Our grandparents and great grandparents had wartime versions of Victory Gardens that served them well and helped their families thrive in uncertain times. The government endorsed these efforts and more before industrialized farming took over.
Lately we are hearing more and more about “Victory Gardens,” and I expect that will only gain momentum. For a variety of good reasons, everyone seems to be rediscovering the appeal of growing food and maybe tip-toeing into sustainability.
I love this!
But…
I also see the idea ballooning in such a way that people are becoming discouraged almost as soon as they feel inspired. Lots of people are also beginning their adventure from a place of absolute terror.

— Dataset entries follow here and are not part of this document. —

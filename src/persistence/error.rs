//! Persistence error types

use thiserror::Error;

/// Failure loading, validating, or saving the world document
#[derive(Error, Debug)]
pub enum PersistError {
    /// Document is not valid JSON, or has the wrong shape
    #[error("world document could not be parsed: {0}")]
    Parse(#[from] serde_json::Error),

    /// A block record failed validation
    #[error("block {index} is invalid: {reason}")]
    InvalidBlock {
        /// Position of the record in the `blocks` array
        index: usize,
        /// What was wrong with it
        reason: &'static str,
    },

    /// Network request failed before a response arrived
    #[error("transport error: {0}")]
    Transport(String),

    /// Server answered with a non-success status
    #[error("server responded with status {0}")]
    Status(u16),

    /// Local file I/O (save server)
    #[error("I/O error: {0}")]
    Io(#[from] std::io::Error),
}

In an environment of fear over rising food prices and broken supply chains, it’s easy to let something as natural and beautiful as home gardening fall into the category of obligation, panic, and unrealistic standards for success.
Let’s fix that.
Right here, today, with just a mindset shift, let’s reset. Before we write a single letter to a single lawmaker or even before we spend one dollar on grow lights or join any online forums trying to learn it all in one day, let’s rethink what a Victory Garden could possibly be, for you.
Victory could look like adding beauty, fragrance, creativity, and dimension to your life. Victory could be saving money by growing fancy herbs and better ingredients, just a little bit here and there. Victory might include just occasionally stepping aside from the bizarre supply chains we have created for ourselves or cultivating small, meaningful skills that build and compound on themselves every year. No need to be perfectly successful on your first try. Everyone fails. A lot.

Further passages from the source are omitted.